[WORK TASK]
Please count the lines in the entries below that include the word "OutOfRange", and give only the number.

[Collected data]
use std::error::Error;
use std::fmt;

/// The smallest accepted number of bins.
pub const MIN_BINS: usize = 1;

/// The largest accepted number of bins.
pub const MAX_BINS: usize = 1000;

#[derive(Debug, Clone, PartialEq, Eq)]
pub enum BinCountError {
    Failed(String),
    OutOfRange(i64),
    Missing,
}

impl fmt::Display for BinCountError {
    fn fmt(&self, f: &mut fmt::Formatter) -> fmt::Result {
        use BinCountError::*;
        match self {
            Failed(input) => write!(f, "{} is not an integer", input),
            OutOfRange(value) => write!(
                f,
                "{} is not between {} and {}",
                value, MIN_BINS, MAX_BINS
            ),
            Missing => write!(f, "nothing to read"),
        }
    }
}

impl Error for BinCountError {}

/// Parse the number of bins typed by the user.
///
/// Surrounding whitespace is ignored.
///
/// # Errors
///
/// It will throw error when:
/// * the input is blank,
/// * it is not an integer (decimals like `"10.5"` are rejected as well),
/// * the integer is outside of the `MIN_BINS..=MAX_BINS` range.
///
/// # Examples
///
/// ```
/// use normhist::parse::{parse_bin_count, BinCountError};
///
/// assert_eq!(parse_bin_count(" 25\n"), Ok(25));
/// assert_eq!(parse_bin_count("0"), Err(BinCountError::OutOfRange(0)));
/// ```
pub fn parse_bin_count(input: &str) -> Result<usize, BinCountError> {
    let field = input.trim();
    if field.is_empty() {
        return Err(BinCountError::Missing);
    }
    let value: i64 = field
        .parse()
        .map_err(|_| BinCountError::Failed(field.to_owned()))?;
    match usize::try_from(value) {
        Ok(count) if (MIN_BINS..=MAX_BINS).contains(&count) => Ok(count),
        _ => Err(BinCountError::OutOfRange(value)),
    }
}

#[cfg(test)]
mod tests {
    use super::{parse_bin_count, BinCountError};
    use test_case::test_case;

    #[test_case("1", 1 ; "lower bound")]
    #[test_case("100", 100 ; "default")]
    #[test_case("1000", 1000 ; "upper bound")]
    #[test_case("  42 \n", 42 ; "whitespace")]
    #[test_case("+7", 7 ; "plus sign")]
    fn parse_ok(input: &str, expected: usize) {
        assert_eq!(parse_bin_count(input), Ok(expected));
    }

    #[test]
    fn parse_err() {
        assert_eq!(parse_bin_count(""), Err(BinCountError::Missing));
        assert_eq!(parse_bin_count(" \t"), Err(BinCountError::Missing));
        assert_eq!(parse_bin_count("0"), Err(BinCountError::OutOfRange(0)));
        assert_eq!(parse_bin_count("-5"), Err(BinCountError::OutOfRange(-5)));
        assert_eq!(
            parse_bin_count("1001"),
            Err(BinCountError::OutOfRange(1001))
        );
        assert_eq!(
            parse_bin_count("10.5"),
            Err(BinCountError::Failed(String::from("10.5")))
        );
        assert_eq!(
            parse_bin_count("12abc"),
            Err(BinCountError::Failed(String::from("12abc")))
        );
        assert_eq!(
            parse_bin_count("99999999999999999999"),
            Err(BinCountError::Failed(String::from("99999999999999999999")))
        );
    }

    #[test]
    fn display() {
        assert_eq!(
            BinCountError::OutOfRange(0).to_string(),
            "0 is not between 1 and 1000"
        );
        assert_eq!(
            BinCountError::Failed(String::from("x")).to_string(),
            "x is not an integer"
        );
    }
}
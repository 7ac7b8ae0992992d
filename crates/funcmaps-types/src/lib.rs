//! Shared types for funcmaps.
//!
//! This crate defines the runtime value model handed over by the template
//! evaluator, the closed set of comparison kinds, and the structured
//! comparison errors used by `funcmaps-eval`.

mod error;
mod json;
mod kind;
mod value;

pub use error::{CompareError, CompareResult};
pub use kind::{CollectionShape, ComparisonKind};
pub use value::{
    ChannelHandle, Complex, ErrorLike, FunctionHandle, HostObject, RuntimeValue, TextRenderable,
};
//! Containment tests over strings, sequences and maps.
//!
//! Per-element comparison failures count as "not a match"; membership never
//! reports an error.

use crate::compare::compare_pair;
use crate::kind::collection_shape;
use crate::resolve::{resolve, Resolved};
use funcmaps_types::{CollectionShape, RuntimeValue};
use tracing::trace;

/// Report whether every one of `values` is contained in `collection`.
pub fn has(collection: &RuntimeValue, values: &[RuntimeValue]) -> bool {
    values.iter().all(|value| contains(collection, value))
}

/// Report whether at least one of `values` is contained in `collection`.
pub fn has_any(collection: &RuntimeValue, values: &[RuntimeValue]) -> bool {
    values.iter().any(|value| contains(collection, value))
}

/// Test a single value for membership.
///
/// A string haystack matches any value whose rendering is a substring; a
/// sequence or map matches when one of its elements (map values, not keys)
/// compares equal.
pub fn contains(collection: &RuntimeValue, value: &RuntimeValue) -> bool {
    let Resolved::Concrete(haystack) = resolve(collection) else {
        return false;
    };
    let needle = resolve(value);
    match collection_shape(haystack) {
        CollectionShape::String => haystack
            .as_str()
            .is_some_and(|text| text.contains(render(needle).as_str())),
        CollectionShape::Sequence => haystack.as_sequence().is_some_and(|items| {
            items
                .iter()
                .any(|item| element_matches(needle, resolve(item)))
        }),
        CollectionShape::Map => haystack.as_map().is_some_and(|entries| {
            entries
                .values()
                .any(|item| element_matches(needle, resolve(item)))
        }),
        CollectionShape::Other => false,
    }
}

fn render(value: Resolved<'_>) -> String {
    match value {
        Resolved::Concrete(v) => v.to_string(),
        Resolved::Absent => RuntimeValue::absent().to_string(),
    }
}

fn element_matches(needle: Resolved<'_>, element: Resolved<'_>) -> bool {
    match (needle, element) {
        (Resolved::Absent, Resolved::Absent) => true,
        (Resolved::Concrete(RuntimeValue::Invalid), Resolved::Concrete(RuntimeValue::Invalid)) => {
            true
        }
        _ => compare_pair(needle, element).unwrap_or_else(|err| {
            trace!(error = %err, "skipping incomparable element");
            false
        }),
    }
}

#[cfg(test)]
mod tests {
    use super::*;

    fn ints(values: &[i64]) -> RuntimeValue {
        RuntimeValue::Sequence(values.iter().copied().map(RuntimeValue::Int).collect())
    }

    #[test]
    fn test_absent_collection_contains_nothing() {
        assert!(!contains(&RuntimeValue::absent(), &RuntimeValue::absent()));
        assert!(!has_any(&RuntimeValue::absent(), &[RuntimeValue::Int(1)]));
    }

    #[test]
    fn test_other_shape_contains_nothing() {
        assert!(!contains(&RuntimeValue::Int(5), &RuntimeValue::Int(5)));
        assert!(!contains(&RuntimeValue::function("f"), &RuntimeValue::Int(5)));
    }

    #[test]
    fn test_empty_value_lists() {
        assert!(has(&ints(&[1]), &[]));
        assert!(!has_any(&ints(&[1]), &[]));
    }

    #[test]
    fn test_element_failure_does_not_stop_iteration() {
        let mixed = RuntimeValue::Sequence(vec![
            RuntimeValue::from("one"),
            RuntimeValue::Sequence(vec![]),
            RuntimeValue::Int(1),
        ]);
        assert!(contains(&mixed, &RuntimeValue::Int(1)));
    }
}
//! Reference indirection.

use funcmaps_types::RuntimeValue;

/// Outcome of following references from a value.
///
/// Never holds a [`RuntimeValue::Reference`].
#[derive(Debug, Clone, Copy, PartialEq)]
pub enum Resolved<'a> {
    Concrete(&'a RuntimeValue),
    Absent,
}

impl<'a> Resolved<'a> {
    pub fn is_absent(self) -> bool {
        matches!(self, Self::Absent)
    }

    pub fn concrete(self) -> Option<&'a RuntimeValue> {
        match self {
            Self::Concrete(v) => Some(v),
            Self::Absent => None,
        }
    }
}

/// Unwrap reference layers until a concrete value or an absence is reached.
/// Stops at the first reference to nothing.
pub fn resolve(value: &RuntimeValue) -> Resolved<'_> {
    let mut current = value;
    loop {
        match current {
            RuntimeValue::Reference(Some(inner)) => current = inner,
            RuntimeValue::Reference(None) => return Resolved::Absent,
            _ => return Resolved::Concrete(current),
        }
    }
}

#[cfg(test)]
mod tests {
    use super::*;

    #[test]
    fn test_resolve_concrete_is_identity() {
        let v = RuntimeValue::Int(3);
        assert_eq!(resolve(&v), Resolved::Concrete(&v));
    }

    #[test]
    fn test_resolve_nested_references() {
        let v = RuntimeValue::reference(RuntimeValue::reference(RuntimeValue::from("x")));
        assert_eq!(resolve(&v).concrete(), Some(&RuntimeValue::from("x")));
    }

    #[test]
    fn test_resolve_absent_at_any_depth() {
        assert!(resolve(&RuntimeValue::absent()).is_absent());
        let v = RuntimeValue::reference(RuntimeValue::reference(RuntimeValue::absent()));
        assert!(resolve(&v).is_absent());
    }

    #[test]
    fn test_resolve_keeps_collections() {
        let v = RuntimeValue::reference(RuntimeValue::Sequence(vec![RuntimeValue::absent()]));
        match resolve(&v) {
            Resolved::Concrete(RuntimeValue::Sequence(items)) => assert_eq!(items.len(), 1),
            other => panic!("expected sequence, got {other:?}"),
        }
    }
}
//! Integration tests for the builtin helper table.

use funcmaps_eval::{
    CompareError, CompareOptions, FuncMap, HelperError, HelperResult, RuntimeValue,
};
use serde_json::json;

fn v(json: serde_json::Value) -> RuntimeValue {
    RuntimeValue::from(json)
}

fn call(name: &str, args: &[RuntimeValue]) -> HelperResult<RuntimeValue> {
    FuncMap::builtin().call(name, args)
}

#[test]
fn builtin_has_every_helper() {
    let map = FuncMap::builtin();
    for name in [
        "is_true", "is_empty", "is_default", "yesno", "ternary", "coalesce", "has", "has_any",
        "eq", "eq_any", "deep_eq", "repeat", "join2", "map", "string",
    ] {
        assert!(map.contains(name), "missing helper {name}");
    }
}

#[test]
fn truthiness_helpers() {
    assert_eq!(call("is_true", &[v(json!(1))]).unwrap(), RuntimeValue::Bool(true));
    assert_eq!(call("is_empty", &[v(json!(""))]).unwrap(), RuntimeValue::Bool(true));
    assert_eq!(
        call("is_default", &[v(json!("fallback")), v(json!(""))]).unwrap(),
        v(json!("fallback"))
    );
    assert_eq!(
        call("ternary", &[v(json!(0)), v(json!("y")), v(json!("n"))]).unwrap(),
        v(json!("n"))
    );
    assert_eq!(
        call("coalesce", &[v(json!(0)), v(json!("")), v(json!(null)), v(json!("x"))]).unwrap(),
        v(json!("x"))
    );
    assert_eq!(call("coalesce", &[v(json!(0))]).unwrap(), RuntimeValue::absent());
}

#[test]
fn membership_helpers() {
    let coll = v(json!([1, 2, 3]));
    assert_eq!(
        call("has", &[coll.clone(), v(json!(1)), v(json!(2))]).unwrap(),
        RuntimeValue::Bool(true)
    );
    assert_eq!(
        call("has_any", &[coll, v(json!(4)), v(json!(2))]).unwrap(),
        RuntimeValue::Bool(true)
    );
}

#[test]
fn eq_helper_surfaces_compare_errors() {
    let err = call("eq", &[v(json!(2)), v(json!("2")), v(json!(2))]).unwrap_err();
    assert!(matches!(err, HelperError::Compare(CompareError::IncompatibleKinds { .. })));
    let err = call("eq_any", &[v(json!(2))]).unwrap_err();
    assert!(matches!(err, HelperError::Compare(CompareError::MissingComparisonOperand)));
}

#[test]
fn eq_helper_honours_map_options() {
    let map = FuncMap::builtin().with_options(CompareOptions::lenient());
    let result = map.call("eq", &[v(json!(2)), v(json!("2")), v(json!(2))]).unwrap();
    assert_eq!(result, RuntimeValue::Bool(true));
}

#[test]
fn combined_keeps_options_of_lenient_table() {
    fn noop(_: &CompareOptions, _: &[RuntimeValue]) -> HelperResult<RuntimeValue> {
        Ok(RuntimeValue::absent())
    }
    let mut extra = FuncMap::new();
    extra.insert("noop", noop).unwrap();
    let lenient = FuncMap::builtin().with_options(CompareOptions::lenient());
    let map = FuncMap::combined([lenient, extra]);
    let result = map.call("eq", &[v(json!(2)), v(json!("2")), v(json!(2))]).unwrap();
    assert_eq!(result, RuntimeValue::Bool(true));
}

#[test]
fn formatting_helpers() {
    assert_eq!(
        call("repeat", &[v(json!(3)), v(json!("ab"))]).unwrap(),
        v(json!("ababab"))
    );
    assert_eq!(
        call("join2", &[v(json!(", ")), v(json!(["a", "b"])), v(json!("c"))]).unwrap(),
        v(json!("a, b, c"))
    );
    assert_eq!(
        call("map", &[v(json!("k")), v(json!(1))]).unwrap(),
        v(json!({"k": 1}))
    );
    assert_eq!(
        call("string", &[RuntimeValue::function("f")]).unwrap(),
        v(json!("<no value>"))
    );
    assert_eq!(
        call("deep_eq", &[v(json!([1, {"a": null}])), v(json!([1, {"a": null}]))]).unwrap(),
        RuntimeValue::Bool(true)
    );
}

#[test]
fn repeat_helper_rejects_oversized_results() {
    let err = call("repeat", &[RuntimeValue::Int(i64::MAX), v(json!("ab"))]).unwrap_err();
    assert!(matches!(err, HelperError::LimitExceeded(_)));
    let err = call("repeat", &[RuntimeValue::Uint(1 << 40), v(json!("x"))]).unwrap_err();
    assert!(matches!(err, HelperError::LimitExceeded(_)));
}

#[test]
fn arity_and_argument_errors() {
    let err = call("yesno", &[v(json!(true))]).unwrap_err();
    assert!(matches!(err, HelperError::Arity { helper: "yesno", got: 1, .. }));
    let err = call("repeat", &[v(json!("3")), v(json!("x"))]).unwrap_err();
    assert!(matches!(
        err,
        HelperError::ArgumentType { helper: "repeat", index: 0, got: "string", .. }
    ));
    let err = call("join2", &[v(json!(1))]).unwrap_err();
    assert_eq!(err.to_string(), "join2: argument 0 must be a string, got int");
}

#[test]
fn custom_helpers_combine_with_builtins() {
    fn shout(_: &CompareOptions, args: &[RuntimeValue]) -> HelperResult<RuntimeValue> {
        Ok(RuntimeValue::String(
            args.iter().map(|a| a.to_string().to_uppercase()).collect(),
        ))
    }
    let mut extra = FuncMap::new();
    extra.insert("shout", shout).unwrap();
    let map = FuncMap::combined([FuncMap::builtin(), extra]);
    assert_eq!(map.call("shout", &[v(json!("hi"))]).unwrap(), v(json!("HI")));
    assert!(map.contains("has"));
    assert!(matches!(
        FuncMap::new().insert("bad name", shout),
        Err(HelperError::InvalidName(_))
    ));
}
//! Dynamic value helpers for a template evaluator.
//!
//! The evaluator hands over [`RuntimeValue`]s whose shape is only known at
//! runtime. This crate answers three questions about them:
//!
//! - **equality**: [`equals`], [`equal_any`]: kind-aware, reports failures
//! - **membership**: [`has`], [`has_any`]: never fails
//! - **truthiness**: [`is_true`], [`is_empty`], [`yes_no`], [`coalesce`],
//!   [`is_default`]: total
//!
//! plus the textual projection used when rendering ([`printable_value`]) and
//! a named helper table ([`FuncMap`]) exposing all of it to templates.
//!
//! Every operation is a pure function over borrowed values.

mod builtins;
pub mod compare;
pub mod config;
pub mod error;
pub mod helpers;
pub mod kind;
pub mod membership;
pub mod printable;
pub mod registry;
pub mod resolve;
pub mod truth;

pub use compare::{equal_any, equals, equals_with};
pub use config::{CandidatePolicy, CompareOptions};
pub use error::{HelperError, HelperResult};
pub use funcmaps_types::{
    CollectionShape, CompareError, CompareResult, ComparisonKind, RuntimeValue,
};
pub use helpers::{deep_equal, join_values, map_of, repeat, MAX_REPEAT_BYTES};
pub use kind::{classify, collection_shape};
pub use membership::{contains, has, has_any};
pub use printable::{printable_value, Printable};
pub use registry::{FuncMap, Helper};
pub use resolve::{resolve, Resolved};
pub use truth::{coalesce, is_default, is_empty, is_true, yes_no};
//! Builtin helpers exposed through [`crate::FuncMap::builtin`].
//!
//! Every helper takes its arguments as a slice, checks arity and argument
//! kinds, and delegates to the typed API.

use crate::compare::equals_with;
use crate::config::CompareOptions;
use crate::error::{HelperError, HelperResult};
use crate::helpers::{deep_equal, join_values, map_of, repeat};
use crate::membership::{has, has_any};
use crate::printable::printable_value;
use crate::registry::Helper;
use crate::resolve::resolve;
use crate::truth::{coalesce, is_default, is_empty, is_true, yes_no};
use funcmaps_types::RuntimeValue;

/// Name/helper pairs of the builtin table.
pub(crate) const BUILTINS: &[(&str, Helper)] = &[
    ("is_true", is_true_helper),
    ("is_empty", is_empty_helper),
    ("is_default", is_default_helper),
    ("yesno", yes_no_helper),
    ("ternary", yes_no_helper),
    ("coalesce", coalesce_helper),
    ("has", has_helper),
    ("has_any", has_any_helper),
    ("eq", eq_helper),
    ("eq_any", eq_helper),
    ("deep_eq", deep_eq_helper),
    ("repeat", repeat_helper),
    ("join2", join_helper),
    ("map", map_helper),
    ("string", string_helper),
];

// ── Argument checks ──────────────────────────────────────────────────────────

fn exact(helper: &'static str, args: &[RuntimeValue], expected: usize) -> HelperResult<()> {
    if args.len() == expected {
        Ok(())
    } else {
        Err(HelperError::Arity {
            helper,
            expected: expected.to_string(),
            got: args.len(),
        })
    }
}

fn at_least(helper: &'static str, args: &[RuntimeValue], min: usize) -> HelperResult<()> {
    if args.len() >= min {
        Ok(())
    } else {
        Err(HelperError::Arity {
            helper,
            expected: format!("at least {min}"),
            got: args.len(),
        })
    }
}

fn int_arg(helper: &'static str, index: usize, value: &RuntimeValue) -> HelperResult<i64> {
    let resolved = resolve(value).concrete();
    let got = resolved.map_or("nil", RuntimeValue::type_name);
    let bad = || HelperError::ArgumentType {
        helper,
        index,
        expected: "an integer",
        got,
    };
    match resolved {
        Some(RuntimeValue::Int(n)) => Ok(*n),
        Some(RuntimeValue::Uint(n)) => i64::try_from(*n).map_err(|_| bad()),
        _ => Err(bad()),
    }
}

fn str_arg<'a>(
    helper: &'static str,
    index: usize,
    value: &'a RuntimeValue,
) -> HelperResult<&'a str> {
    let resolved = resolve(value).concrete();
    match resolved {
        Some(RuntimeValue::String(s)) => Ok(s.as_str()),
        _ => Err(HelperError::ArgumentType {
            helper,
            index,
            expected: "a string",
            got: resolved.map_or("nil", RuntimeValue::type_name),
        }),
    }
}

// ── Truthiness ───────────────────────────────────────────────────────────────

fn is_true_helper(_: &CompareOptions, args: &[RuntimeValue]) -> HelperResult<RuntimeValue> {
    exact("is_true", args, 1)?;
    Ok(RuntimeValue::Bool(is_true(&args[0])))
}

fn is_empty_helper(_: &CompareOptions, args: &[RuntimeValue]) -> HelperResult<RuntimeValue> {
    exact("is_empty", args, 1)?;
    Ok(RuntimeValue::Bool(is_empty(&args[0])))
}

fn is_default_helper(_: &CompareOptions, args: &[RuntimeValue]) -> HelperResult<RuntimeValue> {
    exact("is_default", args, 2)?;
    Ok(is_default(&args[0], &args[1]).clone())
}

fn yes_no_helper(_: &CompareOptions, args: &[RuntimeValue]) -> HelperResult<RuntimeValue> {
    exact("yesno", args, 3)?;
    Ok(yes_no(&args[0], &args[1], &args[2]).clone())
}

fn coalesce_helper(_: &CompareOptions, args: &[RuntimeValue]) -> HelperResult<RuntimeValue> {
    Ok(coalesce(args).cloned().unwrap_or_else(RuntimeValue::absent))
}

// ── Comparison & membership ──────────────────────────────────────────────────

fn has_helper(_: &CompareOptions, args: &[RuntimeValue]) -> HelperResult<RuntimeValue> {
    at_least("has", args, 1)?;
    Ok(RuntimeValue::Bool(has(&args[0], &args[1..])))
}

fn has_any_helper(_: &CompareOptions, args: &[RuntimeValue]) -> HelperResult<RuntimeValue> {
    at_least("has_any", args, 1)?;
    Ok(RuntimeValue::Bool(has_any(&args[0], &args[1..])))
}

fn eq_helper(options: &CompareOptions, args: &[RuntimeValue]) -> HelperResult<RuntimeValue> {
    at_least("eq", args, 1)?;
    Ok(RuntimeValue::Bool(equals_with(options, &args[0], &args[1..])?))
}

fn deep_eq_helper(_: &CompareOptions, args: &[RuntimeValue]) -> HelperResult<RuntimeValue> {
    exact("deep_eq", args, 2)?;
    Ok(RuntimeValue::Bool(deep_equal(&args[0], &args[1])))
}

// ── Formatting ───────────────────────────────────────────────────────────────

fn repeat_helper(_: &CompareOptions, args: &[RuntimeValue]) -> HelperResult<RuntimeValue> {
    exact("repeat", args, 2)?;
    let n = int_arg("repeat", 0, &args[0])?;
    Ok(RuntimeValue::String(repeat(n, &args[1])?))
}

fn join_helper(_: &CompareOptions, args: &[RuntimeValue]) -> HelperResult<RuntimeValue> {
    at_least("join2", args, 1)?;
    let sep = str_arg("join2", 0, &args[0])?;
    Ok(RuntimeValue::String(join_values(sep, &args[1..])))
}

fn map_helper(_: &CompareOptions, args: &[RuntimeValue]) -> HelperResult<RuntimeValue> {
    Ok(map_of(args))
}

fn string_helper(_: &CompareOptions, args: &[RuntimeValue]) -> HelperResult<RuntimeValue> {
    exact("string", args, 1)?;
    Ok(RuntimeValue::String(printable_value(&args[0]).to_string()))
}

[TASK SOLUTION]
8